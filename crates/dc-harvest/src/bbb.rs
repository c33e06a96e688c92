//! Bin-by-bin statistical uncertainties.
//!
//! Each (process, histogram bin) with a significant statistical error gets its
//! own shape systematic. Small errors are first merged into the larger ones of
//! the same histogram bin, keeping the total variance, so the number of
//! nuisance parameters stays manageable.

use std::collections::{BTreeMap, HashMap};

use dc_core::{Error, Model, Predicate, Process, Result, Shape, Systematic, SystematicKind};

/// Default systematic name; `$#` is the 1-based histogram bin index.
pub const DEFAULT_PATTERN: &str = "CMS_$ANALYSIS_$BIN_$PROCESS_bin_$#";

/// Builder and runner for bin-by-bin uncertainties.
#[derive(Debug, Clone)]
pub struct BinByBinFactory {
    add_threshold: f64,
    merge_threshold: f64,
    fix_norm: bool,
    pattern: String,
}

impl Default for BinByBinFactory {
    fn default() -> Self {
        Self::new()
    }
}

/// Per-bin result, computed independently of other bins.
struct BinPlan {
    errors: Vec<(ProcessKey, Vec<f64>)>,
    systematics: Vec<Systematic>,
}

type ProcessKey = (String, String, String, Option<u64>);

fn key(p: &Process) -> ProcessKey {
    (p.bin.channel.clone(), p.bin.name.clone(), p.name.clone(), p.mass.map(f64::to_bits))
}

impl BinByBinFactory {
    pub fn new() -> Self {
        Self { add_threshold: 0.0, merge_threshold: 0.0, fix_norm: true, pattern: DEFAULT_PATTERN.into() }
    }

    /// Minimum relative error for an entry to be created (and merged).
    pub fn add_threshold(mut self, v: f64) -> Self {
        self.add_threshold = v;
        self
    }

    /// Fraction of the per-bin variance that may be folded into larger errors.
    pub fn merge_threshold(mut self, v: f64) -> Self {
        self.merge_threshold = v;
        self
    }

    /// Rescale up/down templates to the nominal integral.
    pub fn fix_norm(mut self, v: bool) -> Self {
        self.fix_norm = v;
        self
    }

    /// Name template; `$ANALYSIS`, `$CHANNEL`, `$ERA`, `$BIN`, `$PROCESS` and
    /// `$#` are substituted.
    pub fn pattern(mut self, pattern: impl Into<String>) -> Self {
        self.pattern = pattern.into();
        self
    }

    fn name(&self, p: &Process, index: usize) -> String {
        self.pattern
            .replace("$ANALYSIS", &p.bin.analysis)
            .replace("$CHANNEL", &p.bin.channel)
            .replace("$ERA", &p.bin.era)
            .replace("$BIN", &p.bin.name)
            .replace("$PROCESS", &p.name)
            .replace("$#", &(index + 1).to_string())
    }

    /// Fold small errors into larger ones, per bin and histogram bin.
    ///
    /// Errors are sorted ascending; the smallest are zeroed while their summed
    /// variance stays below `merge_threshold` of the total, and the survivors
    /// are scaled up so the total variance is unchanged. The largest error is
    /// never removed.
    pub fn merge_bin_errors<P: Predicate + ?Sized>(&self, model: &mut Model, filter: &P) -> Result<()> {
        self.run(model, filter, true, false).map(|_| ())
    }

    /// Create the bin-by-bin systematics; returns how many were added.
    pub fn add_bin_by_bin<P: Predicate + ?Sized>(&self, model: &mut Model, filter: &P) -> Result<usize> {
        self.run(model, filter, false, true)
    }

    /// [`Self::merge_bin_errors`] followed by [`Self::add_bin_by_bin`].
    pub fn merge_and_add<P: Predicate + ?Sized>(&self, model: &mut Model, filter: &P) -> Result<usize> {
        self.run(model, filter, true, true)
    }

    fn run<P: Predicate + ?Sized>(
        &self,
        model: &mut Model,
        filter: &P,
        merge: bool,
        add: bool,
    ) -> Result<usize> {
        use rayon::prelude::*;

        let plans: Vec<BinPlan> = {
            let mut by_bin: BTreeMap<(&str, &str), Vec<&Process>> = BTreeMap::new();
            for p in model.processes_matching(filter).filter(|p| p.shape().is_some()) {
                by_bin.entry((p.bin.channel.as_str(), p.bin.name.as_str())).or_default().push(p);
            }
            by_bin
                .par_iter()
                .map(|((_, bin), procs)| self.plan_bin(bin, procs, merge, add))
                .collect::<Result<Vec<_>>>()?
        };

        let mut errors: HashMap<ProcessKey, Vec<f64>> = HashMap::new();
        let mut added = 0usize;
        let mut systematics = Vec::new();
        for plan in plans {
            errors.extend(plan.errors);
            added += plan.systematics.len();
            systematics.extend(plan.systematics);
        }
        if merge {
            model.for_each_process_mut(filter, |p| {
                let Some(new) = errors.get(&key(p)) else { return };
                if let Some(mut shape) = p.take_shape() {
                    for (i, e) in new.iter().enumerate() {
                        shape.set_error(i, *e);
                    }
                    p.set_shape(shape, false);
                }
            });
        }
        for s in systematics {
            model.add_systematic(s);
        }
        if add {
            log::info!("added {} bin-by-bin systematics", added);
        }
        Ok(added)
    }

    fn plan_bin(&self, bin: &str, procs: &[&Process], merge: bool, add: bool) -> Result<BinPlan> {
        let mut shapes: Vec<Shape> = procs.iter().filter_map(|p| p.shape().cloned()).collect();
        if let Some(first) = shapes.first()
            && let Some((k, _)) = shapes.iter().enumerate().find(|(_, s)| !s.same_binning(first))
        {
            return Err(Error::IncompatibleBinning(format!(
                "bin '{}': process '{}' does not share the binning of '{}'",
                bin, procs[k].name, procs[0].name
            )));
        }

        if merge {
            self.merge_errors(procs, &mut shapes);
        }

        let systematics = if add {
            let gate = self.passing_bins(&shapes);
            procs
                .iter()
                .zip(&shapes)
                .flat_map(|(p, h)| self.entries_for(p, h, &gate))
                .collect()
        } else {
            Vec::new()
        };

        let errors = if merge {
            procs.iter().zip(&shapes).map(|(p, h)| (key(p), h.errors().to_vec())).collect()
        } else {
            Vec::new()
        };
        Ok(BinPlan { errors, systematics })
    }

    fn merge_errors(&self, procs: &[&Process], shapes: &mut [Shape]) {
        let n_bins = shapes.first().map(Shape::n_bins).unwrap_or(0);
        for i in 0..n_bins {
            let mut entries: Vec<(f64, usize)> = shapes
                .iter()
                .enumerate()
                .filter(|(_, h)| h.relative_error(i).is_some_and(|r| r >= self.add_threshold))
                .map(|(k, h)| (h.errors()[i] * h.errors()[i], k))
                .collect();
            let total: f64 = entries.iter().map(|(e2, _)| e2).sum();
            if total <= 0.0 {
                continue;
            }
            entries.sort_by(|a, b| a.0.total_cmp(&b.0).then_with(|| procs[a.1].name.cmp(&procs[b.1].name)));

            let mut removed = 0.0;
            let last = entries.len() - 1;
            for (r, &(e2, k)) in entries.iter().enumerate() {
                if r < last && e2 + removed < self.merge_threshold * total {
                    removed += e2;
                    shapes[k].set_error(i, 0.0);
                }
            }
            if removed > 0.0 {
                let expand = (1.0 / (1.0 - removed / total)).sqrt();
                for &(_, k) in &entries {
                    let e = shapes[k].errors()[i];
                    if e > 0.0 {
                        shapes[k].set_error(i, e * expand);
                    }
                }
            }
        }
    }

    /// Histogram bins whose combined relative error exceeds the add threshold.
    fn passing_bins(&self, shapes: &[Shape]) -> Vec<bool> {
        let n_bins = shapes.first().map(Shape::n_bins).unwrap_or(0);
        (0..n_bins)
            .map(|i| {
                let content: f64 = shapes.iter().map(|h| h.contents()[i]).sum();
                let err = shapes.iter().map(|h| h.errors()[i] * h.errors()[i]).sum::<f64>().sqrt();
                err > 0.0 && (content <= 0.0 || err / content > self.add_threshold)
            })
            .collect()
    }

    fn entries_for(&self, p: &Process, h: &Shape, gate: &[bool]) -> Vec<Systematic> {
        let nominal = h.integral();
        let mut out = Vec::new();
        for i in 0..h.n_bins() {
            let (val, err) = (h.contents()[i], h.errors()[i]);
            if !gate[i] || err <= 0.0 || (val > 0.0 && err / val <= self.add_threshold) {
                continue;
            }
            let name = self.name(p, i);
            let mut up = h.clone();
            up.set_content(i, val + err);
            let mut down = h.clone();
            down.set_content(i, (val - err).max(0.0));

            let (value_u, value_d) = if self.fix_norm {
                if nominal <= 0.0 {
                    log::warn!("{}: nominal integral is {}, entry skipped", name, nominal);
                    continue;
                }
                up.scale(nominal / up.integral());
                let d = down.integral();
                if d > 0.0 {
                    down.scale(nominal / d);
                    (1.0, 1.0)
                } else {
                    log::warn!("{}: down template integrates to zero, not normalized", name);
                    (1.0, 0.0)
                }
            } else if nominal > 0.0 {
                (up.integral() / nominal, down.integral() / nominal)
            } else {
                (1.0, 1.0)
            };

            out.push(Systematic::for_process(
                p,
                name,
                SystematicKind::Shape { value_u, value_d, shape_u: Some(up), shape_d: Some(down) },
            ));
        }
        out
    }
}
--
**EXERCISE INSTRUCTIONS**
Starting at the line above that contains "self.run(model, filter, false, true)", repeat each line exactly up to and including the line that contains "let mut by_bin: BTreeMap<(&str, &str), Vec<&Process>>", and stop there.

**SOLUTION FOR THIS EXERCISE**
        self.run(model, filter, false, true)
    }

    /// [`Self::merge_bin_errors`] followed by [`Self::add_bin_by_bin`].
    pub fn merge_and_add<P: Predicate + ?Sized>(&self, model: &mut Model, filter: &P) -> Result<usize> {
        self.run(model, filter, true, true)
    }

    fn run<P: Predicate + ?Sized>(
        &self,
        model: &mut Model,
        filter: &P,
        merge: bool,
        add: bool,
    ) -> Result<usize> {
        use rayon::prelude::*;

        let plans: Vec<BinPlan> = {
            let mut by_bin: BTreeMap<(&str, &str), Vec<&Process>> = BTreeMap::new();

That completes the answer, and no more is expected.